● **Aim of the exercise**: From the first line through the line containing "return Ok(Some(config));", transcribe the records exactly and include no other lines.

[Records from a collection]

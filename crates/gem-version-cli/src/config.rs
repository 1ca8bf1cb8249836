use anyhow::{Context, Result};
use serde::Deserialize;
use std::path::Path;

pub const CONFIG_FILE: &str = "gemver.toml";

/// The gemver configuration file structure (gemver.toml)
#[derive(Debug, Default, Deserialize)]
#[serde(default)]
pub struct GemverConfig {
    /// Output settings
    pub output: OutputConfig,

    /// Settings for the `check` command
    pub check: CheckConfig,
}

/// Output configuration
#[derive(Debug, Deserialize)]
#[serde(default)]
pub struct OutputConfig {
    /// Colour the satisfied/unsatisfied markers
    pub color: bool,

    /// Sort in descending order by default
    pub reverse: bool,
}

impl Default for OutputConfig {
    fn default() -> Self {
        Self {
            color: true,
            reverse: false,
        }
    }
}

/// `check` command configuration
#[derive(Debug, Default, Deserialize)]
#[serde(default)]
pub struct CheckConfig {
    /// Skip candidate versions that fail to parse instead of aborting
    pub skip_invalid: bool,
}

impl GemverConfig {
    /// Load configuration from gemver.toml, searching upward from the given directory
    pub fn load(start_dir: &Path) -> Result<Option<Self>> {
        let mut current = start_dir.to_path_buf();

        loop {
            let config_path = current.join(CONFIG_FILE);

            if config_path.exists() {
                log::debug!("Reading {}", config_path.display());
                let content = std::fs::read_to_string(&config_path)
                    .with_context(|| format!("Failed to read {}", config_path.display()))?;
                let config: GemverConfig = toml::from_str(&content)
                    .with_context(|| format!("Failed to parse {}", config_path.display()))?;
                return Ok(Some(config));
            }

            if !current.pop() {
                return Ok(None);
            }
        }
    }

    /// Load configuration by searching upward from the current working directory
    pub fn load_from_cwd() -> Result<Option<Self>> {
        let cwd = std::env::current_dir()?;
        Self::load(&cwd)
    }
}

#[cfg(test)]
mod tests {
    use super::*;

    #[test]
    fn test_parse_empty_config() {
        let config: GemverConfig = toml::from_str("").unwrap();
        assert!(config.output.color);
        assert!(!config.output.reverse);
        assert!(!config.check.skip_invalid);
    }

    #[test]
    fn test_parse_full_config() {
        let toml = r#"
[output]
color = false
reverse = true

[check]
skip_invalid = true
"#;
        let config: GemverConfig = toml::from_str(toml).unwrap();
        assert!(!config.output.color);
        assert!(config.output.reverse);
        assert!(config.check.skip_invalid);
    }

    #[test]
    fn test_parse_partial_section() {
        let config: GemverConfig = toml::from_str("[output]\nreverse = true\n").unwrap();
        assert!(config.output.color);
        assert!(config.output.reverse);
    }

    #[test]
    fn test_load_searches_parent_directories() {
        let dir = tempfile::tempdir().unwrap();
        std::fs::write(dir.path().join(CONFIG_FILE), "[check]\nskip_invalid = true\n").unwrap();
        let nested = dir.path().join("a").join("b");
        std::fs::create_dir_all(&nested).unwrap();

        let config = GemverConfig::load(&nested).unwrap().unwrap();
        assert!(config.check.skip_invalid);
    }

    #[test]
    fn test_load_reports_invalid_toml() {
        let dir = tempfile::tempdir().unwrap();
        std::fs::write(dir.path().join(CONFIG_FILE), "[output\n").unwrap();

        let err = GemverConfig::load(dir.path()).unwrap_err();
        assert!(err.to_string().starts_with("Failed to parse"));
    }
}
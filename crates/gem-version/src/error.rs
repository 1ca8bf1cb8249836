//! Error types for version and requirement parsing

use thiserror::Error;

/// Error returned when a version string does not follow the RubyGems grammar
#[derive(Error, Debug, Clone, PartialEq, Eq)]
pub enum VersionParseError {
    #[error("Malformed version number string \"{0}\"")]
    Malformed(String),
    #[error("Version segment \"{segment}\" of \"{version}\" is too large")]
    SegmentOverflow { version: String, segment: String },
}

impl VersionParseError {
    /// The offending input text
    pub fn input(&self) -> &str {
        match self {
            VersionParseError::Malformed(version) => version,
            VersionParseError::SegmentOverflow { version, .. } => version,
        }
    }
}

/// Error returned when a requirement clause cannot be parsed
#[derive(Error, Debug, Clone, PartialEq, Eq)]
pub enum ConstraintParseError {
    #[error("Improper constraint \"{0}\"")]
    Improper(String),
    #[error("Could not parse version in constraint \"{constraint}\"")]
    Version {
        constraint: String,
        #[source]
        source: VersionParseError,
    },
}

impl ConstraintParseError {
    /// The offending clause text
    pub fn clause(&self) -> &str {
        match self {
            ConstraintParseError::Improper(clause) => clause,
            ConstraintParseError::Version { constraint, .. } => constraint,
        }
    }
}

/// Any error produced by this crate
#[derive(Error, Debug, Clone, PartialEq, Eq)]
pub enum Error {
    #[error(transparent)]
    Version(#[from] VersionParseError),
    #[error(transparent)]
    Constraint(#[from] ConstraintParseError),
}
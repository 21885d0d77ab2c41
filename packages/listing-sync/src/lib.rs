//! Course Listing Sync Library
//!
//! Keeps a catalog of time-limited course discount listings current by
//! re-visiting each listing's page, reading its volatile attributes
//! (expiry text, discount, category tags) and reconciling them into a
//! store.
//!
//! # Usage
//!
//! ```rust,ignore
//! use listing_sync::{HttpFetcher, Reconciler, RelationalStore, SelectorExtractor};
//!
//! let store = RelationalStore::new("sqlite://listings.db").await?;
//! let extractor = SelectorExtractor::new(HttpFetcher::new()?);
//! let reconciler = Reconciler::new(store, extractor);
//!
//! let scalars = reconciler.run_scalar_pass().await?;
//! let categories = reconciler.run_category_pass().await?;
//! reconciler.store().close().await;
//! ```
//!
//! # Modules
//!
//! - [`traits`] - Core trait abstractions (ListingStore, Extractor, PageFetcher)
//! - [`types`] - Listing records and extraction output
//! - [`pipeline`] - Reconciler and Pruner passes
//! - [`stores`] - Storage implementations (relational, document, memory)
//! - [`fetchers`] - Page loading (HTTP, Firecrawl)
//! - [`extractors`] - CSS selector extraction
//! - [`config`] - Environment configuration for the binary
//! - [`testing`] - Mock implementations for testing

pub mod config;
pub mod error;
pub mod extractors;
pub mod fetchers;
pub mod pipeline;
pub mod stores;
pub mod testing;
pub mod traits;
pub mod types;

// Re-export core types at crate root
pub use error::{FetchError, Result, StoreError, SyncError};
pub use traits::{
    extractor::Extractor,
    fetcher::{PageFetcher, RenderedPage},
    store::{ListingStore, ListingStream},
};
pub use types::{
    extraction::ExtractionResult,
    listing::{
        CandidateFilter, CategoryReport, Listing, PurgeReport, ScalarFields, UpdateOutcome,
    },
};

// Re-export pipeline components
pub use pipeline::{FailedListing, PassKind, PassReport, Pruner, Reconciler};

// Re-export stores
pub use stores::MemoryStore;

#[cfg(feature = "sqlite")]
pub use stores::{DocumentStore, RelationalStore};

// Re-export fetchers and extractors
pub use extractors::{ExtractionSelectors, SelectorExtractor};
pub use fetchers::HttpFetcher;

#[cfg(feature = "firecrawl")]
pub use fetchers::FirecrawlFetcher;

// Re-export testing utilities
pub use testing::{FaultyStore, MockExtractor, MockFetcher};
//! Storage trait for tracked listings.
//!
//! One contract, implemented once per backend:
//! - `RelationalStore`: categories normalized into a lookup table plus a
//!   junction table
//! - `DocumentStore`: categories embedded as an array on the document
//! - `MemoryStore`: document-shaped, in process
//!
//! The pipeline is generic over this trait and never looks at which
//! backend it is talking to.

use async_trait::async_trait;
use futures::stream::BoxStream;
use std::fmt;
use std::sync::Arc;

use crate::error::StoreResult;
use crate::types::extraction::normalize_categories;
use crate::types::listing::{
    CandidateFilter, CategoryReport, Listing, PurgeReport, ScalarFields, UpdateOutcome,
};

/// Stream of candidate listings in store order.
pub type ListingStream<'a, K> = BoxStream<'a, StoreResult<Listing<K>>>;

#[async_trait]
pub trait ListingStore: Send + Sync {
    /// How this backend identifies a listing.
    type Key: Clone + fmt::Debug + fmt::Display + Send + Sync + 'static;

    /// Stream the listings selected by `filter`.
    ///
    /// Backends that can page through results must not hold more than one
    /// page in memory.
    fn list_candidates(&self, filter: CandidateFilter) -> ListingStream<'_, Self::Key>;

    /// Get a listing by key.
    async fn get_listing(&self, key: &Self::Key) -> StoreResult<Option<Listing<Self::Key>>>;

    /// Get a listing by its source URL.
    async fn find_by_url(&self, url: &str) -> StoreResult<Option<Listing<Self::Key>>>;

    /// Register a listing for `url`, or return the existing one.
    async fn seed(&self, url: &str) -> StoreResult<Listing<Self::Key>>;

    /// Overwrite expiry and discount, last extraction wins.
    ///
    /// Always touches `last_updated`, even when both fields are `None` or
    /// nothing changed: the write records that the page was re-checked.
    async fn upsert_scalar_fields(
        &self,
        key: &Self::Key,
        fields: &ScalarFields,
    ) -> StoreResult<UpdateOutcome>;

    /// Add each category name to the listing if it is not already there.
    ///
    /// Additive only and idempotent. A failure on one name is reported in
    /// the returned [`CategoryReport`] and does not stop the others; only
    /// fatal errors are returned as `Err`.
    async fn reconcile_categories(
        &self,
        key: &Self::Key,
        names: &[String],
    ) -> StoreResult<CategoryReport>;

    /// Delete every listing whose expiry was never populated.
    async fn purge_incomplete(&self) -> StoreResult<PurgeReport>;

    /// Release connections. Further calls may fail.
    async fn close(&self) {}
}

#[async_trait]
impl<S: ListingStore + ?Sized> ListingStore for Arc<S> {
    type Key = S::Key;

    fn list_candidates(&self, filter: CandidateFilter) -> ListingStream<'_, Self::Key> {
        (**self).list_candidates(filter)
    }

    async fn get_listing(&self, key: &Self::Key) -> StoreResult<Option<Listing<Self::Key>>> {
        (**self).get_listing(key).await
    }

    async fn find_by_url(&self, url: &str) -> StoreResult<Option<Listing<Self::Key>>> {
        (**self).find_by_url(url).await
    }

    async fn seed(&self, url: &str) -> StoreResult<Listing<Self::Key>> {
        (**self).seed(url).await
    }

    async fn upsert_scalar_fields(
        &self,
        key: &Self::Key,
        fields: &ScalarFields,
    ) -> StoreResult<UpdateOutcome> {
        (**self).upsert_scalar_fields(key, fields).await
    }

    async fn reconcile_categories(
        &self,
        key: &Self::Key,
        names: &[String],
    ) -> StoreResult<CategoryReport> {
        (**self).reconcile_categories(key, names).await
    }

    async fn purge_incomplete(&self) -> StoreResult<PurgeReport> {
        (**self).purge_incomplete().await
    }

    async fn close(&self) {
        (**self).close().await
    }
}

/// Normalize candidate names before they reach a backend.
pub(crate) fn category_candidates(names: &[String]) -> Vec<String> {
    normalize_categories(names.iter().cloned())
}
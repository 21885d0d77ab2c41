//! Typed errors for the sync library.
//!
//! Uses `thiserror` for library errors (not `anyhow`) so callers can tell
//! per-listing failures apart from failures that must end a run.

use thiserror::Error;

/// Errors that can occur while running a pass.
#[derive(Debug, Error)]
pub enum SyncError {
    /// Store operation failed
    #[error("store error: {0}")]
    Store(#[from] StoreError),

    /// Page could not be fetched
    #[error("fetch failed: {0}")]
    Fetch(#[from] FetchError),

    /// Configuration error
    #[error("config error: {0}")]
    Config(String),
}

impl SyncError {
    /// Whether this error should end the current run.
    pub fn is_fatal(&self) -> bool {
        match self {
            SyncError::Store(e) => e.is_fatal(),
            SyncError::Fetch(_) => false,
            SyncError::Config(_) => true,
        }
    }
}

/// Errors raised while loading a listing's page.
///
/// A selector that matches nothing is not an error; these only cover the
/// page itself being unavailable.
#[derive(Debug, Error)]
pub enum FetchError {
    /// URL is empty or not absolute
    #[error("invalid URL: {url}")]
    InvalidUrl { url: String },

    /// HTTP request failed
    #[error("HTTP error: {0}")]
    Http(#[source] Box<dyn std::error::Error + Send + Sync>),

    /// Server failed or throttled the request (5xx, 429)
    #[error("HTTP {status} for {url}")]
    Status { url: String, status: u16 },

    /// Page did not finish loading in time
    #[error("timeout loading: {url}")]
    Timeout { url: String },

    /// Rendering service rejected or failed the request
    #[error("render failed for {url}: {reason}")]
    Render { url: String, reason: String },
}

/// Errors raised by a [`ListingStore`](crate::traits::store::ListingStore).
#[derive(Debug, Error)]
pub enum StoreError {
    /// The store cannot be reached at all
    #[error("store connection lost: {0}")]
    Connection(#[source] Box<dyn std::error::Error + Send + Sync>),

    /// A single statement was rejected
    #[error("query failed: {0}")]
    Query(#[source] Box<dyn std::error::Error + Send + Sync>),

    /// No listing under this key
    #[error("listing not found: {key}")]
    NotFound { key: String },

    /// Stored data could not be decoded
    #[error("invalid stored data: {0}")]
    Decode(String),

    /// Optimistic update kept losing to concurrent writers
    #[error("write conflict on {key} after {attempts} attempts")]
    Conflict { key: String, attempts: u32 },
}

impl StoreError {
    /// Connectivity failures end the batch, everything else is per-listing.
    pub fn is_fatal(&self) -> bool {
        matches!(self, StoreError::Connection(_))
    }

    pub(crate) fn not_found(key: impl std::fmt::Display) -> Self {
        StoreError::NotFound {
            key: key.to_string(),
        }
    }
}

#[cfg(feature = "sqlite")]
impl From<sqlx::Error> for StoreError {
    fn from(e: sqlx::Error) -> Self {
        match e {
            sqlx::Error::Io(_)
            | sqlx::Error::Tls(_)
            | sqlx::Error::PoolTimedOut
            | sqlx::Error::PoolClosed
            | sqlx::Error::WorkerCrashed => StoreError::Connection(Box::new(e)),
            other => StoreError::Query(Box::new(other)),
        }
    }
}

/// Result type alias for pass operations.
pub type Result<T> = std::result::Result<T, SyncError>;

/// Result type alias for fetch operations.
pub type FetchResult<T> = std::result::Result<T, FetchError>;

/// Result type alias for store operations.
pub type StoreResult<T> = std::result::Result<T, StoreError>;

#[cfg(test)]
mod tests {
    use super::*;

    #[test]
    fn test_only_connection_errors_are_fatal() {
        let conn = StoreError::Connection("socket closed".into());
        assert!(conn.is_fatal());
        assert!(SyncError::from(conn).is_fatal());

        assert!(!StoreError::not_found(7).is_fatal());
        assert!(!StoreError::Decode("bad json".into()).is_fatal());

        let fetch = SyncError::from(FetchError::Timeout {
            url: "https://example.com".into(),
        });
        assert!(!fetch.is_fatal());
    }

    #[cfg(feature = "sqlite")]
    #[test]
    fn test_sqlx_errors_are_classified() {
        assert!(StoreError::from(sqlx::Error::PoolTimedOut).is_fatal());
        assert!(StoreError::from(sqlx::Error::PoolClosed).is_fatal());
        assert!(!StoreError::from(sqlx::Error::RowNotFound).is_fatal());
    }
}
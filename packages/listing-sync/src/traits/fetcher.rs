//! Page fetcher trait.
//!
//! A fetcher loads a listing's page and hands back its DOM as HTML. It
//! knows nothing about which elements matter; that is the extractor's job.
//!
//! ```rust,ignore
//! use listing_sync::traits::fetcher::PageFetcher;
//!
//! let page = fetcher.fetch("https://www.udemy.com/course/rust/").await?;
//! println!("{} bytes", page.html.len());
//! ```

use async_trait::async_trait;
use chrono::{DateTime, Utc};

use crate::error::{FetchError, FetchResult};

/// A loaded page, ready for selector evaluation.
#[derive(Debug, Clone)]
pub struct RenderedPage {
    /// URL that was requested
    pub url: String,

    /// Page HTML (rendered DOM when the fetcher runs JavaScript)
    pub html: String,

    /// HTTP status the page was served with
    pub status: u16,

    /// When the page was loaded
    pub fetched_at: DateTime<Utc>,
}

impl RenderedPage {
    /// Create a new page fetched now.
    pub fn new(url: impl Into<String>, html: impl Into<String>) -> Self {
        Self {
            url: url.into(),
            html: html.into(),
            status: 200,
            fetched_at: Utc::now(),
        }
    }

    /// Set the HTTP status.
    pub fn with_status(mut self, status: u16) -> Self {
        self.status = status;
        self
    }

    /// Whether the server reported the page as gone or missing.
    pub fn is_missing(&self) -> bool {
        matches!(self.status, 404 | 410)
    }

    /// Set the fetched timestamp.
    pub fn with_fetched_at(mut self, fetched_at: DateTime<Utc>) -> Self {
        self.fetched_at = fetched_at;
        self
    }
}

/// Loads pages. Exactly one load per call, never cached: the point of a
/// re-check is to see the page as it is now.
#[async_trait]
pub trait PageFetcher: Send + Sync {
    /// Load a single page.
    ///
    /// Fails only when the page itself cannot be loaded (network error,
    /// timeout, server error or throttling). A removed page is still a
    /// page: it comes back with its status and whatever body was served.
    async fn fetch(&self, url: &str) -> FetchResult<RenderedPage>;

    /// Get the fetcher name (for logging/debugging).
    fn name(&self) -> &str {
        "unknown"
    }
}

/// Check that a listing URL is something we can load.
pub fn validate_url(url: &str) -> FetchResult<url::Url> {
    let invalid = || FetchError::InvalidUrl {
        url: url.to_string(),
    };

    if url.trim().is_empty() {
        return Err(invalid());
    }

    let parsed = url::Url::parse(url).map_err(|_| invalid())?;
    match parsed.scheme() {
        "http" | "https" if parsed.host_str().is_some() => Ok(parsed),
        _ => Err(invalid()),
    }
}
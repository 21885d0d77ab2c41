//! Extractor implementations.
//!
//! - `SelectorExtractor` - CSS selectors over a page from any `PageFetcher`
//! - `MockExtractor` (in `testing`) - canned results for pipeline tests

mod selector;

pub use selector::{
    ExtractionSelectors, SelectorExtractor, DEFAULT_CATEGORY_SELECTOR, DEFAULT_DISCOUNT_SELECTOR,
    DEFAULT_EXPIRY_SELECTOR,
};

pub use crate::traits::extractor::Extractor;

● **Response to this task**:
filename crates/gem-version-cli/src/config.rs
repository 1ca8bf1cb8249836
use anyhow::{Context, Result};
use serde::Deserialize;
use std::path::Path;

pub const CONFIG_FILE: &str = "gemver.toml";

/// The gemver configuration file structure (gemver.toml)
#[derive(Debug, Default, Deserialize)]
#[serde(default)]
pub struct GemverConfig {
    /// Output settings
    pub output: OutputConfig,

    /// Settings for the `check` command
    pub check: CheckConfig,
}

/// Output configuration
#[derive(Debug, Deserialize)]
#[serde(default)]
pub struct OutputConfig {
    /// Colour the satisfied/unsatisfied markers
    pub color: bool,

    /// Sort in descending order by default
    pub reverse: bool,
}

impl Default for OutputConfig {
    fn default() -> Self {
        Self {
            color: true,
            reverse: false,
        }
    }
}

/// `check` command configuration
#[derive(Debug, Default, Deserialize)]
#[serde(default)]
pub struct CheckConfig {
    /// Skip candidate versions that fail to parse instead of aborting
    pub skip_invalid: bool,
}

impl GemverConfig {
    /// Load configuration from gemver.toml, searching upward from the given directory
    pub fn load(start_dir: &Path) -> Result<Option<Self>> {
        let mut current = start_dir.to_path_buf();

        loop {
            let config_path = current.join(CONFIG_FILE);

            if config_path.exists() {
                log::debug!("Reading {}", config_path.display());
                let content = std::fs::read_to_string(&config_path)
                    .with_context(|| format!("Failed to read {}", config_path.display()))?;
                let config: GemverConfig = toml::from_str(&content)
                    .with_context(|| format!("Failed to parse {}", config_path.display()))?;
                return Ok(Some(config));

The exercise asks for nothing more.